Given records —
· · · · · · ·
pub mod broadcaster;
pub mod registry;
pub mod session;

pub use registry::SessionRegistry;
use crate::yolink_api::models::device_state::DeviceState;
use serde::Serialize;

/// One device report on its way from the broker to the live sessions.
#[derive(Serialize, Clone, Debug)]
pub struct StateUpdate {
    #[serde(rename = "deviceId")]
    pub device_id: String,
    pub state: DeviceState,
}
· · · · · · ·
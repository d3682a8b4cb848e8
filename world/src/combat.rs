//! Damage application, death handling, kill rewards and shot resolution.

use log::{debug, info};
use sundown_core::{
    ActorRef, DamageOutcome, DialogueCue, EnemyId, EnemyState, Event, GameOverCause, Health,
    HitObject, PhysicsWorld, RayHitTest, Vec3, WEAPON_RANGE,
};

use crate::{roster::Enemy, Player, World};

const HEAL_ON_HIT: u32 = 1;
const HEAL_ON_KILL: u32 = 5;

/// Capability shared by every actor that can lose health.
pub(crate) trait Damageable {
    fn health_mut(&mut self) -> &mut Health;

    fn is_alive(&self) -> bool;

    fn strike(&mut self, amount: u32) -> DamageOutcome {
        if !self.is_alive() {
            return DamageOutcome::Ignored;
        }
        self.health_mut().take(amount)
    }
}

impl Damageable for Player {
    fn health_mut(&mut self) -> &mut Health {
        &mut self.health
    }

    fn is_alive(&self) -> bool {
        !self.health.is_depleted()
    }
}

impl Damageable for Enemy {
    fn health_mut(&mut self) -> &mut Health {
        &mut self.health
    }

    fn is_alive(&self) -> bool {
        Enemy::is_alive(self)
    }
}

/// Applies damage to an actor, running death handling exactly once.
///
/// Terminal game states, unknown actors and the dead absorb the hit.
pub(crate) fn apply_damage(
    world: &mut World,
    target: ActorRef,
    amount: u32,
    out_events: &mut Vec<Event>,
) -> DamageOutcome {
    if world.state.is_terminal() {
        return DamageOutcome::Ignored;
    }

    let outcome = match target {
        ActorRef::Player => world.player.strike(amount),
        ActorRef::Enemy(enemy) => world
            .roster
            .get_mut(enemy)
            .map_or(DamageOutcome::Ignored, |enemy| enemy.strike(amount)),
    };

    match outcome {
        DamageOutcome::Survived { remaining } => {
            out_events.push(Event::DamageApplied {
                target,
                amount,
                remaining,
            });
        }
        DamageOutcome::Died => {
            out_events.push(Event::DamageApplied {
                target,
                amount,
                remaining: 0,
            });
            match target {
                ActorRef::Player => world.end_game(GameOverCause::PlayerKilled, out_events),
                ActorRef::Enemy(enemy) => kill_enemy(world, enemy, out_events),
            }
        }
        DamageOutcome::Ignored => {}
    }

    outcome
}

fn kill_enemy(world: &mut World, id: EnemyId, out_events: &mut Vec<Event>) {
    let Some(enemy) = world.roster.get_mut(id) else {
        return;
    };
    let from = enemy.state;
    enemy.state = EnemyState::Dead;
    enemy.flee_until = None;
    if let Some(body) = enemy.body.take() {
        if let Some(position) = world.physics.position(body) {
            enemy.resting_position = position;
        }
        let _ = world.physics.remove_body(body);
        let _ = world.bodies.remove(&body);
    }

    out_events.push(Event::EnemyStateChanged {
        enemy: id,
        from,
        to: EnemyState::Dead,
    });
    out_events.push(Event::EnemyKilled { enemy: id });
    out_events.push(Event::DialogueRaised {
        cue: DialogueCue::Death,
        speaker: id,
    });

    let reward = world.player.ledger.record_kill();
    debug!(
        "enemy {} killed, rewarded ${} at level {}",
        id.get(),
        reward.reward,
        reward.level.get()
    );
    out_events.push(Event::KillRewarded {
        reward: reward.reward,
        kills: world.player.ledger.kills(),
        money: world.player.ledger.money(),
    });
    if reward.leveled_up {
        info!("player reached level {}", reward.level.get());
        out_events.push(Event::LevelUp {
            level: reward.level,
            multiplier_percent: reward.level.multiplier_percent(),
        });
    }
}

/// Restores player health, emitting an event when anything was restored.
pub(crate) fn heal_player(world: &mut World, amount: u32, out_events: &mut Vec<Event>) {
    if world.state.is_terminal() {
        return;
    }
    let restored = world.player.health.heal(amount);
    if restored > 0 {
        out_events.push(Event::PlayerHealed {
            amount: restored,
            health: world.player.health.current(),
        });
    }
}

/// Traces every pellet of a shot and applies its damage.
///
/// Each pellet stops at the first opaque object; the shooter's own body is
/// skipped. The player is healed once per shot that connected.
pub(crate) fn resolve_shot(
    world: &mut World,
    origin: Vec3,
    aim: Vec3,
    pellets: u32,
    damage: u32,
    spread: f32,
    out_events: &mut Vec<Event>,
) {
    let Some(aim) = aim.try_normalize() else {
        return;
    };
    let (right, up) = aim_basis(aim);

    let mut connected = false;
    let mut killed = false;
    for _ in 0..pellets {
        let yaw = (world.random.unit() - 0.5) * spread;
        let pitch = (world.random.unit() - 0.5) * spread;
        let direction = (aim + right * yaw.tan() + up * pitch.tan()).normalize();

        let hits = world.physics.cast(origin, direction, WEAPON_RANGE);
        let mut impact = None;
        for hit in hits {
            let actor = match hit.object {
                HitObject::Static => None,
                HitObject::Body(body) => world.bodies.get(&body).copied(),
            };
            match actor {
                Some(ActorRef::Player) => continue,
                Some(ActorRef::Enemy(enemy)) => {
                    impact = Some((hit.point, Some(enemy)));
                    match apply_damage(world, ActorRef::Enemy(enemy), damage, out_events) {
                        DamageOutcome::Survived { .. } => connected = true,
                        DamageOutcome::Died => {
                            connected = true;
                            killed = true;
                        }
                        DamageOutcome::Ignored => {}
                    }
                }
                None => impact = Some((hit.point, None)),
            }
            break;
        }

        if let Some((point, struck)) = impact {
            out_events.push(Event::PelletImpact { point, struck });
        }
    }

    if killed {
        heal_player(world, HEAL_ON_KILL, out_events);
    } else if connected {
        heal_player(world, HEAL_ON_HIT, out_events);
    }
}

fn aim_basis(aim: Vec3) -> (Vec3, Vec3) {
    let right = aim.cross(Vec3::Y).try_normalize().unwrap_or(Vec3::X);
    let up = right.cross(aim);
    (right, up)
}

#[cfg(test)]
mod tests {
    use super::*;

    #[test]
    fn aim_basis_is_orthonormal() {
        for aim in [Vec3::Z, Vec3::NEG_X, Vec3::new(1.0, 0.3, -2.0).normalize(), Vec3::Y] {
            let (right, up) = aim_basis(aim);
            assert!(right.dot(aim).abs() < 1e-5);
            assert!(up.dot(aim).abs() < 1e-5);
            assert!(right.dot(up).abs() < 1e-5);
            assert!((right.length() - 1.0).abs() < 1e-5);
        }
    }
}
· · · · · · ·
What the task requires — Output the lines of the records above exactly as they appear, from the line containing "None => impact" through the line containing "else if connected".

Task result —
                None => impact = Some((hit.point, None)),
            }
            break;
        }

        if let Some((point, struck)) = impact {
            out_events.push(Event::PelletImpact { point, struck });
        }
    }

    if killed {
        heal_player(world, HEAL_ON_KILL, out_events);
    } else if connected {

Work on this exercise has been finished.